The 520-page document titled “A Failure of Initiative” couldn’t be more appropriate to describe the Bush administration’s response to Hurricane Katrina.
In the report released Feb. 15, the House Government Reform Committee criticized several top administration officials but singled out one ill-fated fellow, our Homeland Security Secretary Michael Chertoff.
When the White House and the Department of Homeland Security were informed that the levees in New Orleans had been breached on Aug. 29, 2005, they decided it would be better to wait it out, not acknowledging the severity of the impending crisis. And it’s a good thing we waited it out because as our president, who was on vacation in Texas, said in statement later, he was pleased that New Orleans “had dodged a bullet.”

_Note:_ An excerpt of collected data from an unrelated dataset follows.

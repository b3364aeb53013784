//! Presentational atoms shared by the page sections

pub mod button;
pub mod icons;
pub mod logo;
pub mod section_heading;

pub use button::{Button, ButtonVariant};
pub use icons::{Icon, IconSvg};
pub use logo::NexaLogo;
pub use section_heading::SectionHeading;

The report placed the blame on top Homeland Security advisors for failing to inform Bush of the flooding that occurred after the hurricane. Apparently, Bush wasn’t able to turn on a television when it was the headline story of every news channel. The disaster resulted in the deaths of more than 1,300 people across five states and it left hundreds of thousands displaced, according to a report in the San Francisco Chronicle.
Back to Chertoff: the target of the report. He is responsible for delaying federal aid and he initiated the National Response Plan “late, ineffectively, or not at all,” according to the report.
He was in hot water at a Senate committee meeting held on Wednesday Feb. 15, when lawmakers asked why he attended a bird flu conference in Atlanta the day after the hurricane. Chertoff completely lacked leadership by making the decision to learn more about avian flu instead of traveling to New Orleans to make sure federal response was helping people. In addition to weak leadership, there was a lack of human compassion.
At the least, Chertoff could have seen the horrible sight for himself and made an attempt to give reassuring statements that the government would do all they could do to help.
But that just didn’t happen. And now the administration is acknowledging its mistakes - too little too late.
And they’ll keep Chertoff around because firing him means that the administration would be admitting that it failed.
Granted, we can’t place the blame of Hurricane Katrina solely on the shoulders of the federal administration because there were local and state officials who also failed. However, when our government officials, who were all too busy on their summer vacations, ignore a crisis then the public has reason to be cynical of their level of leadership and responsibility.